Go through the data below and count every line that has the word "crates". Return only the count.

+--

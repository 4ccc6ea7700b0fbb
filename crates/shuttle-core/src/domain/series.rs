//! Time-series 型: column 種別、point、aggregation

use serde::{Deserialize, Serialize};

use super::time::{Timespec, TsRange};

/// ColumnType は time-series column の値型
#[derive(Debug, Clone, Copy, PartialEq, Eq, Hash, Serialize, Deserialize)]
#[serde(rename_all = "snake_case")]
pub enum ColumnType {
    Double,
    Blob,
    Int64,
    Timestamp,
    String,
    Symbol,
}

impl ColumnType {
    pub const ALL: [ColumnType; 6] = [
        ColumnType::Double,
        ColumnType::Blob,
        ColumnType::Int64,
        ColumnType::Timestamp,
        ColumnType::String,
        ColumnType::Symbol,
    ];

    /// caller に公開する数値
    pub fn as_number(self) -> i64 {
        match self {
            ColumnType::Double => 0,
            ColumnType::Blob => 1,
            ColumnType::Int64 => 2,
            ColumnType::Timestamp => 3,
            ColumnType::String => 4,
            ColumnType::Symbol => 5,
        }
    }

    pub fn from_number(n: i64) -> Option<Self> {
        Self::ALL.into_iter().find(|t| t.as_number() == n)
    }

    pub fn name(self) -> &'static str {
        match self {
            ColumnType::Double => "COLUMN_DOUBLE",
            ColumnType::Blob => "COLUMN_BLOB",
            ColumnType::Int64 => "COLUMN_INT64",
            ColumnType::Timestamp => "COLUMN_TIMESTAMP",
            ColumnType::String => "COLUMN_STRING",
            ColumnType::Symbol => "COLUMN_SYMBOL",
        }
    }
}

/// ColumnInfo は column の定義。symbol column だけが symtable を持つ
#[derive(Debug, Clone, PartialEq, Eq, Serialize, Deserialize)]
pub struct ColumnInfo {
    pub name: String,
    pub column_type: ColumnType,
    pub symtable: Option<String>,
}

impl ColumnInfo {
    pub fn new(name: impl Into<String>, column_type: ColumnType) -> Self {
        Self {
            name: name.into(),
            column_type,
            symtable: None,
        }
    }
}

/// PointValue は column 型ごとの値
#[derive(Debug, Clone, PartialEq)]
pub enum PointValue {
    Double(f64),
    Blob(Vec<u8>),
    Int64(i64),
    Timestamp(Timespec),
    String(String),
}

impl PointValue {
    pub fn column_type(&self) -> ColumnType {
        match self {
            PointValue::Double(_) => ColumnType::Double,
            PointValue::Blob(_) => ColumnType::Blob,
            PointValue::Int64(_) => ColumnType::Int64,
            PointValue::Timestamp(_) => ColumnType::Timestamp,
            PointValue::String(_) => ColumnType::String,
        }
    }

    /// 数値集計に使える値
    pub fn as_f64(&self) -> Option<f64> {
        match self {
            PointValue::Double(v) => Some(*v),
            PointValue::Int64(v) => Some(*v as f64),
            PointValue::Timestamp(ts) => Some(ts.to_millis_f64()),
            PointValue::Blob(_) | PointValue::String(_) => None,
        }
    }
}

/// Point は `{timestamp, value}`
#[derive(Debug, Clone, PartialEq)]
pub struct Point {
    pub timestamp: Timespec,
    pub value: PointValue,
}

impl Point {
    pub fn new(timestamp: Timespec, value: PointValue) -> Self {
        Self { timestamp, value }
    }
}

/// AggregationType は集計の種類
#[derive(Debug, Clone, Copy, PartialEq, Eq, Hash, Serialize, Deserialize)]
#[serde(rename_all = "snake_case")]
pub enum AggregationType {
    First,
    Last,
    Min,
    Max,
    ArithmeticMean,
    HarmonicMean,
    GeometricMean,
    QuadraticMean,
    Count,
    Sum,
    SumOfSquares,
    Spread,
    SampleVariance,
    SampleStddev,
    PopulationVariance,
    PopulationStddev,
    AbsMin,
    AbsMax,
    Product,
    Skewness,
    Kurtosis,
}

impl AggregationType {
    pub const ALL: [AggregationType; 21] = [
        AggregationType::First,
        AggregationType::Last,
        AggregationType::Min,
        AggregationType::Max,
        AggregationType::ArithmeticMean,
        AggregationType::HarmonicMean,
        AggregationType::GeometricMean,
        AggregationType::QuadraticMean,
        AggregationType::Count,
        AggregationType::Sum,
        AggregationType::SumOfSquares,
        AggregationType::Spread,
        AggregationType::SampleVariance,
        AggregationType::SampleStddev,
        AggregationType::PopulationVariance,
        AggregationType::PopulationStddev,
        AggregationType::AbsMin,
        AggregationType::AbsMax,
        AggregationType::Product,
        AggregationType::Skewness,
        AggregationType::Kurtosis,
    ];

    pub fn as_number(self) -> i64 {
        Self::ALL
            .iter()
            .position(|t| *t == self)
            .map(|p| p as i64)
            .unwrap_or(-1)
    }

    pub fn from_number(n: i64) -> Option<Self> {
        usize::try_from(n).ok().and_then(|i| Self::ALL.get(i).copied())
    }

    pub fn name(self) -> &'static str {
        match self {
            AggregationType::First => "AGG_FIRST",
            AggregationType::Last => "AGG_LAST",
            AggregationType::Min => "AGG_MIN",
            AggregationType::Max => "AGG_MAX",
            AggregationType::ArithmeticMean => "AGG_ARITHMETIC_MEAN",
            AggregationType::HarmonicMean => "AGG_HARMONIC_MEAN",
            AggregationType::GeometricMean => "AGG_GEOMETRIC_MEAN",
            AggregationType::QuadraticMean => "AGG_QUADRATIC_MEAN",
            AggregationType::Count => "AGG_COUNT",
            AggregationType::Sum => "AGG_SUM",
            AggregationType::SumOfSquares => "AGG_SUM_OF_SQUARES",
            AggregationType::Spread => "AGG_SPREAD",
            AggregationType::SampleVariance => "AGG_SAMPLE_VARIANCE",
            AggregationType::SampleStddev => "AGG_SAMPLE_STDDEV",
            AggregationType::PopulationVariance => "AGG_POPULATION_VARIANCE",
            AggregationType::PopulationStddev => "AGG_POPULATION_STDDEV",
            AggregationType::AbsMin => "AGG_ABS_MIN",
            AggregationType::AbsMax => "AGG_ABS_MAX",
            AggregationType::Product => "AGG_PRODUCT",
            AggregationType::Skewness => "AGG_SKEWNESS",
            AggregationType::Kurtosis => "AGG_KURTOSIS",
        }
    }

    /// blob / string column でも意味を持つ集計
    pub fn applies_to_non_numeric(self) -> bool {
        matches!(
            self,
            AggregationType::First | AggregationType::Last | AggregationType::Count
        )
    }
}

/// Aggregation は 1 件の集計要求
#[derive(Debug, Clone, Copy, PartialEq, Eq)]
pub struct Aggregation {
    pub kind: AggregationType,
    pub range: TsRange,
}

/// AggregationResult は集計結果。該当 point がなければ `result` は `None`
#[derive(Debug, Clone, PartialEq)]
pub struct AggregationResult {
    pub kind: AggregationType,
    pub range: TsRange,
    pub count: u64,
    pub result: Option<Point>,
}

#[cfg(test)]
mod tests {
    use super::*;

    #[test]
    fn column_type_numbers_round_trip() {
        for t in ColumnType::ALL {
            assert_eq!(ColumnType::from_number(t.as_number()), Some(t));
        }
        assert_eq!(ColumnType::from_number(42), None);
    }

    #[test]
    fn aggregation_numbers_follow_declaration_order() {
        assert_eq!(AggregationType::First.as_number(), 0);
        assert_eq!(AggregationType::Count.as_number(), 8);
        assert_eq!(AggregationType::from_number(20), Some(AggregationType::Kurtosis));
        assert_eq!(AggregationType::from_number(-3), None);
    }
}
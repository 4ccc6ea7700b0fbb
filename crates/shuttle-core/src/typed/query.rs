//! Query / QueryFind - クエリ文字列の実行
//!
//! alias にクエリ文字列そのものを持ちます。

use crate::app::binder::Shape;
use crate::app::dispatcher::Dispatcher;
use crate::app::marshal::{StringArrayResult, TableResult};
use crate::domain::errors::BindError;
use crate::domain::ids::TaskId;
use crate::domain::task::Output;
use crate::domain::value::Value;

use super::entity::{Entity, EntityRef};
use super::registry::{EntityKind, Method};

#[derive(Debug, Clone)]
pub struct Query {
    base: EntityRef,
}

/// `find(...)` 形式。条件に合う alias の一覧を返す
#[derive(Debug, Clone)]
pub struct QueryFind {
    base: EntityRef,
}

impl Entity for Query {
    fn base(&self) -> &EntityRef {
        &self.base
    }
}

impl Entity for QueryFind {
    fn base(&self) -> &EntityRef {
        &self.base
    }
}

impl Query {
    pub fn text(&self) -> &str {
        self.alias()
    }

    /// `run(callback(error, table))`
    pub fn run(&self, dispatcher: &Dispatcher, args: Vec<Value>) -> Result<TaskId, BindError> {
        self.queue::<TableResult, _>(dispatcher, args, Shape::None, |s, t| s.query(&t.alias).map(Output::Table))
    }
}

impl QueryFind {
    pub fn text(&self) -> &str {
        self.alias()
    }

    pub fn run(&self, dispatcher: &Dispatcher, args: Vec<Value>) -> Result<TaskId, BindError> {
        self.queue::<StringArrayResult, _>(dispatcher, args, Shape::None, |s, t| {
            s.query_find(&t.alias).map(Output::Strings)
        })
    }
}

impl EntityKind for Query {
    const KIND: &'static str = "query";

    fn from_ref(base: EntityRef) -> Self {
        Self { base }
    }

    fn methods() -> Vec<Method<Self>> {
        vec![Method::new("run", Self::run)]
    }
}

impl EntityKind for QueryFind {
    const KIND: &'static str = "query_find";

    fn from_ref(base: EntityRef) -> Self {
        Self { base }
    }

    fn methods() -> Vec<Method<Self>> {
        vec![Method::new("run", Self::run)]
    }
}
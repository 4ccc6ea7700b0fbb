//! Deque - 両端キュー
//!
//! push は alias が無ければ deque を作ります。pop / front / back は
//! 空なら `CONTAINER_EMPTY`、getAt / setAt は範囲外なら `OUT_OF_BOUNDS`。

use crate::app::binder::Shape;
use crate::app::dispatcher::Dispatcher;
use crate::app::marshal::{BufferResult, UnsignedResult, VoidResult};
use crate::domain::errors::BindError;
use crate::domain::ids::TaskId;
use crate::domain::task::Output;
use crate::domain::value::Value;

use super::entity::{Entity, EntityRef, status};
use super::entry::{Entry, entry_methods};
use super::registry::{EntityKind, Method};

#[derive(Debug, Clone)]
pub struct Deque {
    base: EntityRef,
}

impl Entity for Deque {
    fn base(&self) -> &EntityRef {
        &self.base
    }
}

impl Entry for Deque {}

impl Deque {
    pub fn push_front(&self, dispatcher: &Dispatcher, args: Vec<Value>) -> Result<TaskId, BindError> {
        self.queue::<VoidResult, _>(dispatcher, args, Shape::Buffer, |s, t| {
            status(s.deque_push_front(&t.alias, t.input.bytes()?))
        })
    }

    pub fn push_back(&self, dispatcher: &Dispatcher, args: Vec<Value>) -> Result<TaskId, BindError> {
        self.queue::<VoidResult, _>(dispatcher, args, Shape::Buffer, |s, t| {
            status(s.deque_push_back(&t.alias, t.input.bytes()?))
        })
    }

    pub fn pop_front(&self, dispatcher: &Dispatcher, args: Vec<Value>) -> Result<TaskId, BindError> {
        self.queue::<BufferResult, _>(dispatcher, args, Shape::None, |s, t| {
            s.deque_pop_front(&t.alias).map(Output::Buffer)
        })
    }

    pub fn pop_back(&self, dispatcher: &Dispatcher, args: Vec<Value>) -> Result<TaskId, BindError> {
        self.queue::<BufferResult, _>(dispatcher, args, Shape::None, |s, t| {
            s.deque_pop_back(&t.alias).map(Output::Buffer)
        })
    }

    pub fn front(&self, dispatcher: &Dispatcher, args: Vec<Value>) -> Result<TaskId, BindError> {
        self.queue::<BufferResult, _>(dispatcher, args, Shape::None, |s, t| {
            s.deque_front(&t.alias).map(Output::Buffer)
        })
    }

    pub fn back(&self, dispatcher: &Dispatcher, args: Vec<Value>) -> Result<TaskId, BindError> {
        self.queue::<BufferResult, _>(dispatcher, args, Shape::None, |s, t| {
            s.deque_back(&t.alias).map(Output::Buffer)
        })
    }

    pub fn size(&self, dispatcher: &Dispatcher, args: Vec<Value>) -> Result<TaskId, BindError> {
        self.queue::<UnsignedResult, _>(dispatcher, args, Shape::None, |s, t| {
            s.deque_size(&t.alias).map(Output::Unsigned)
        })
    }

    pub fn get_at(&self, dispatcher: &Dispatcher, args: Vec<Value>) -> Result<TaskId, BindError> {
        self.queue::<BufferResult, _>(dispatcher, args, Shape::Index, |s, t| {
            s.deque_get_at(&t.alias, t.input.integer()?).map(Output::Buffer)
        })
    }

    pub fn set_at(&self, dispatcher: &Dispatcher, args: Vec<Value>) -> Result<TaskId, BindError> {
        self.queue::<VoidResult, _>(dispatcher, args, Shape::IndexBuffer, |s, t| {
            let (index, content) = t.input.indexed()?;
            status(s.deque_set_at(&t.alias, index, content))
        })
    }
}

impl EntityKind for Deque {
    const KIND: &'static str = "deque";

    fn from_ref(base: EntityRef) -> Self {
        Self { base }
    }

    fn methods() -> Vec<Method<Self>> {
        let mut methods = vec![
            Method::new("pushFront", Self::push_front),
            Method::new("pushBack", Self::push_back),
            Method::new("popFront", Self::pop_front),
            Method::new("popBack", Self::pop_back),
            Method::new("front", Self::front),
            Method::new("back", Self::back),
            Method::new("size", Self::size),
            Method::new("getAt", Self::get_at),
            Method::new("setAt", Self::set_at),
        ];
        methods.extend(entry_methods::<Self>());
        methods
    }
}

+--

§ Completed task: 2